» **EXERCISE DETAILS**:
Scan the material for the string "card" and copy out every line in which it occurs.

» **INFORMATION SUPPLIED**:
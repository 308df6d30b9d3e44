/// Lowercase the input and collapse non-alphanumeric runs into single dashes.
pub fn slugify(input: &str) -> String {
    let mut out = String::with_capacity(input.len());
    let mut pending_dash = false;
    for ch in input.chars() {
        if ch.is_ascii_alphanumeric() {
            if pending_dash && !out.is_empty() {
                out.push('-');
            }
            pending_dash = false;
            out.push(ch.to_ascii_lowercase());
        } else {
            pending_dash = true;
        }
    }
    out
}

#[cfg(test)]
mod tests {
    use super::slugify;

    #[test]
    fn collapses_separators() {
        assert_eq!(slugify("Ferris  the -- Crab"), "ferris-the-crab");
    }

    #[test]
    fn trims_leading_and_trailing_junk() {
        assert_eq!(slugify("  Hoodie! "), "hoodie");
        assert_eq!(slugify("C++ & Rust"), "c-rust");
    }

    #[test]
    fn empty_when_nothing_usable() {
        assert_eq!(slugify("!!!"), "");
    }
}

==

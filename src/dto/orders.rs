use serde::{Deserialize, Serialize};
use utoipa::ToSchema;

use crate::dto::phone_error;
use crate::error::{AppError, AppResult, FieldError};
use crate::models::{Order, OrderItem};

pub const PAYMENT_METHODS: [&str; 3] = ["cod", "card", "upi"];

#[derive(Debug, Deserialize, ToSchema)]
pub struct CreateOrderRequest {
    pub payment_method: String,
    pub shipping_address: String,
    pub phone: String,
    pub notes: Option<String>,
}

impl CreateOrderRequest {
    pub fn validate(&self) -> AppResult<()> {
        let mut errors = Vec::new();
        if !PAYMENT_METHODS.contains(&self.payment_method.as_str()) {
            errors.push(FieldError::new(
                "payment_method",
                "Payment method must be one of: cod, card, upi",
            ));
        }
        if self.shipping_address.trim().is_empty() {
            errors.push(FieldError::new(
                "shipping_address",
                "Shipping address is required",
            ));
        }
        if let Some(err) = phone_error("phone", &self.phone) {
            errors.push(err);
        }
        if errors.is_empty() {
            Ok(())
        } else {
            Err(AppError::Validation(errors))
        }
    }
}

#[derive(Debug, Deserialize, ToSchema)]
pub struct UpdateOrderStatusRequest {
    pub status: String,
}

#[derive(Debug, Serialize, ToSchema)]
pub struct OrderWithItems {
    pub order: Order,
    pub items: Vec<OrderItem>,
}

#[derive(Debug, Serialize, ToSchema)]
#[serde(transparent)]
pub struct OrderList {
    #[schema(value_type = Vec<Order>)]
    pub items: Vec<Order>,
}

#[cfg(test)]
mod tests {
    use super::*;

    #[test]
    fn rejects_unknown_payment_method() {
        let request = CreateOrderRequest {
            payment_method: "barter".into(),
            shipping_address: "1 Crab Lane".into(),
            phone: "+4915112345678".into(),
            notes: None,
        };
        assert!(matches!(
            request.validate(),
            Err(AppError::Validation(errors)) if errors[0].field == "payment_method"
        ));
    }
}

» **WRITTEN SOLUTION**:
pub const PAYMENT_METHODS: [&str; 3] = ["cod", "card", "upi"];
                "Payment method must be one of: cod, card, upi",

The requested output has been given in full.